Until my niece arrived. I noticed her making multi-colored friendship bracelets out of embroidery thread one evening and I remembered I had the hemp cord and beads collecting dust in a drawer. I asked her if she might be interested in learning how to macrame with it (I of course purchased an assortment of "how to" books that were also filling the drawer) and her eyes lit up like the butt of a firefly. She spent the next several evenings of her vacation learning new knots and loops and macrame skills that were quite impressive...all the while staying up late after the rest of the family had gone to bed and talking with me. I was in spoil-my-niece heaven.
I asked her how she would wear all of the brightly beaded bracelets she was crafting and she told me they were not for her, but for her friends. She pointed out a thin, ankle bracelet she was wearing made out of tiny knots and told me her "best friend" had made it for her. She said they both made each other a bracelet to wear, signifying they were "friends forever"...until the thread eventually rots and the bracelet falls off.
I asked her (with a psychologically concerned look on my face that only an auntie who has 22 years of work experience in the mental health field could possibly wear) what seemed a logical question at this point: "How can you be friends forever until the thread wears out and the bracelet falls off? Wouldn't that happen long before "forever" arrived?"

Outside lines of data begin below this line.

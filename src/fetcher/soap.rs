use std::time::Duration;

use async_trait::async_trait;
use quick_xml::events::{BytesDecl, BytesEnd, BytesStart, BytesText, Event};
use quick_xml::Writer;
use serde::Deserialize;
use serde_json::{Map, Value};
use tracing::debug;

use super::{Fetcher, Paging, Payload};
use crate::error::{Result, SyncError};
use crate::item::{value_to_string, SyncItemCollection};
use crate::parser::xml::xml_to_value;

#[derive(Debug, Clone, Deserialize, PartialEq)]
pub struct SoapFilter {
    #[serde(alias = "Field")]
    pub field: String,
    #[serde(alias = "Criteria")]
    pub criteria: String,
}

#[derive(Debug, Clone, Deserialize)]
#[serde(default)]
pub struct SoapSettings {
    pub url: String,
    pub resource_name: String,
    pub resource_segment: String,
    pub resource_function: String,
    pub resource_function_result: String,
    /// Defaults to the Dynamics NAV page namespace for `resource_name`.
    pub namespace: Option<String>,
    pub params: Map<String, Value>,
    pub filters: Vec<SoapFilter>,
    /// Field of the last item that carries the cursor for the next page.
    pub bookmark_key: String,
    pub login: Option<String>,
    pub password: Option<String>,
    pub timeout_seconds: u64,
    #[serde(flatten)]
    pub paging: Paging,
}

impl Default for SoapSettings {
    fn default() -> Self {
        Self {
            url: String::new(),
            resource_name: String::new(),
            resource_segment: "Page".to_string(),
            resource_function: "ReadMultiple".to_string(),
            resource_function_result: "ReadMultiple_Result".to_string(),
            namespace: None,
            params: Map::new(),
            filters: Vec::new(),
            bookmark_key: "Key".to_string(),
            login: None,
            password: None,
            timeout_seconds: 60,
            paging: Paging {
                page_enabled: true,
                page_size: Some(100),
                page_limit: None,
            },
        }
    }
}

/// Reads Dynamics NAV style `ReadMultiple` pages over SOAP, following the bookmark cursor.
pub struct SoapFetcher {
    client: reqwest::Client,
    settings: SoapSettings,
}

impl SoapFetcher {
    pub fn new(settings: SoapSettings) -> Result<Self> {
        if settings.url.is_empty() {
            return Err(SyncError::MissingField("url".to_string()));
        }
        if settings.resource_name.is_empty() {
            return Err(SyncError::MissingField("resource_name".to_string()));
        }
        check_element_name(&settings.resource_function)?;
        for (name, value) in &settings.params {
            check_param(name, value)?;
        }
        let client = reqwest::Client::builder()
            .timeout(Duration::from_secs(settings.timeout_seconds))
            .build()?;
        Ok(Self { client, settings })
    }

    pub fn endpoint(&self) -> String {
        format!(
            "{}/{}/{}",
            self.settings.url.trim_end_matches('/'),
            self.settings.resource_segment,
            self.settings.resource_name
        )
    }

    fn namespace(&self) -> String {
        self.settings.namespace.clone().unwrap_or_else(|| {
            format!(
                "urn:microsoft-dynamics-schemas/page/{}",
                self.settings.resource_name.to_lowercase()
            )
        })
    }

    fn bookmark(&self, previous: &SyncItemCollection) -> Option<String> {
        if self.settings.bookmark_key.is_empty() {
            return None;
        }
        previous
            .last()
            .and_then(|item| item.get_string(&self.settings.bookmark_key))
            .filter(|key| !key.is_empty())
    }

    pub fn envelope(&self, bookmark: Option<&str>) -> Result<String> {
        let function = self.settings.resource_function.as_str();
        let namespace = self.namespace();
        let mut writer = Writer::new(Vec::new());
        writer.write_event(Event::Decl(BytesDecl::new("1.0", Some("utf-8"), None)))?;
        writer.write_event(Event::Start(
            BytesStart::new("soap:Envelope")
                .with_attributes([("xmlns:soap", "http://schemas.xmlsoap.org/soap/envelope/")]),
        ))?;
        writer.write_event(Event::Start(BytesStart::new("soap:Body")))?;
        writer.write_event(Event::Start(
            BytesStart::new(function).with_attributes([("xmlns", namespace.as_str())]),
        ))?;
        for filter in &self.settings.filters {
            writer.write_event(Event::Start(BytesStart::new("filter")))?;
            write_text(&mut writer, "Field", &filter.field)?;
            write_text(&mut writer, "Criteria", &filter.criteria)?;
            writer.write_event(Event::End(BytesEnd::new("filter")))?;
        }
        if let Some(size) = self.settings.paging.page_size {
            write_text(&mut writer, "setSize", &size.to_string())?;
        }
        if let Some(bookmark) = bookmark {
            write_text(&mut writer, "bookmarkKey", bookmark)?;
        }
        for (name, value) in &self.settings.params {
            write_param(&mut writer, name, value)?;
        }
        writer.write_event(Event::End(BytesEnd::new(function)))?;
        writer.write_event(Event::End(BytesEnd::new("soap:Body")))?;
        writer.write_event(Event::End(BytesEnd::new("soap:Envelope")))?;
        String::from_utf8(writer.into_inner()).map_err(|e| SyncError::Api {
            message: format!("SOAP envelope is not UTF-8: {}", e),
        })
    }

    /// Pulls the `resource_name` elements out of the decoded response.
    fn records(&self, document: &Value) -> Vec<Value> {
        let scope = find_key(document, &self.settings.resource_function_result).unwrap_or(document);
        match find_key(scope, &self.settings.resource_name) {
            Some(Value::Array(list)) => list.clone(),
            Some(Value::Null) | None => Vec::new(),
            Some(single) => vec![single.clone()],
        }
    }
}

/// Element names are written verbatim, so they must be plain XML names.
fn check_element_name(name: &str) -> Result<()> {
    let mut chars = name.chars();
    let valid = chars
        .next()
        .map_or(false, |first| first.is_alphabetic() || first == '_')
        && chars.all(|c| c.is_alphanumeric() || matches!(c, '-' | '_' | '.' | ':'));
    if valid {
        Ok(())
    } else {
        Err(SyncError::Config(format!("invalid SOAP element name {:?}", name)))
    }
}

fn check_param(name: &str, value: &Value) -> Result<()> {
    check_element_name(name)?;
    match value {
        Value::Array(list) => list.iter().try_for_each(|entry| check_param(name, entry)),
        Value::Object(map) => map.iter().try_for_each(|(child, inner)| check_param(child, inner)),
        _ => Ok(()),
    }
}

fn write_text(writer: &mut Writer<Vec<u8>>, name: &str, text: &str) -> Result<()> {
    writer.write_event(Event::Start(BytesStart::new(name)))?;
    writer.write_event(Event::Text(BytesText::new(text)))?;
    writer.write_event(Event::End(BytesEnd::new(name)))?;
    Ok(())
}

fn write_param(writer: &mut Writer<Vec<u8>>, name: &str, value: &Value) -> Result<()> {
    match value {
        Value::Array(list) => {
            for entry in list {
                write_param(writer, name, entry)?;
            }
        }
        Value::Object(map) => {
            writer.write_event(Event::Start(BytesStart::new(name)))?;
            for (child, inner) in map {
                write_param(writer, child, inner)?;
            }
            writer.write_event(Event::End(BytesEnd::new(name)))?;
        }
        scalar => write_text(writer, name, &value_to_string(scalar).unwrap_or_default())?,
    }
    Ok(())
}

/// Depth-first search for the first member called `key`.
fn find_key<'a>(value: &'a Value, key: &str) -> Option<&'a Value> {
    match value {
        Value::Object(map) => map
            .get(key)
            .or_else(|| map.values().find_map(|inner| find_key(inner, key))),
        Value::Array(list) => list.iter().find_map(|inner| find_key(inner, key)),
        _ => None,
    }
}

#[async_trait]
impl Fetcher for SoapFetcher {
    fn paging(&self) -> &Paging {
        &self.settings.paging
    }

    async fn fetch(&self, page: u32, previous: &SyncItemCollection) -> Result<Payload> {
        let bookmark = self.bookmark(previous);
        let envelope = self.envelope(bookmark.as_deref())?;
        debug!(
            "SOAP {} page={} bookmark={:?}",
            self.settings.resource_function, page, bookmark
        );

        let mut request = self
            .client
            .post(self.endpoint())
            .header("Content-Type", "text/xml; charset=utf-8")
            .header(
                "SOAPAction",
                format!("{}:{}", self.namespace(), self.settings.resource_function),
            )
            .body(envelope);
        if let (Some(login), Some(password)) = (&self.settings.login, &self.settings.password) {
            request = request.basic_auth(login, Some(password));
        }
        let text = request.send().await?.error_for_status()?.text().await?;
        let records = self.records(&xml_to_value(&text)?);
        debug!("SOAP response records={}", records.len());
        Ok(Payload::Records(records))
    }
}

She laughed at what was obviously seen as old-age silliness in my question and explained slowly...so her OLD auntie might possibly understand. "Well yeah," she said. "It probably will fall off before FOREVER, but not before we stop being friends."
Still puzzled, I inquired further. "But what if it rots and falls off BEFORE you stop being friends? What then?"
I could tell at this point she was becoming amused by my concrete thinking and probably concerned I was just "too old" to understand. She talked even slower at this juncture, obviously hoping her explanation might sink in.
"Weeeeell", she replied. "If it falls off BEFORE we stop being friends, then we just make each other a NEW bracelet to wear for the NEXT forever." She smiled that, "you really do have Alzheimer's" look and shook her head. Forever didn't mean FOREVER...just "for ever" during THAT particular time frame. Life seemed to be FULL of "forevers" to her...moments...pieces of time that could be dissected and remembered through tangible representations of friendship bracelets and school activities and birthdays and...there was more than ONE "forever" in her life.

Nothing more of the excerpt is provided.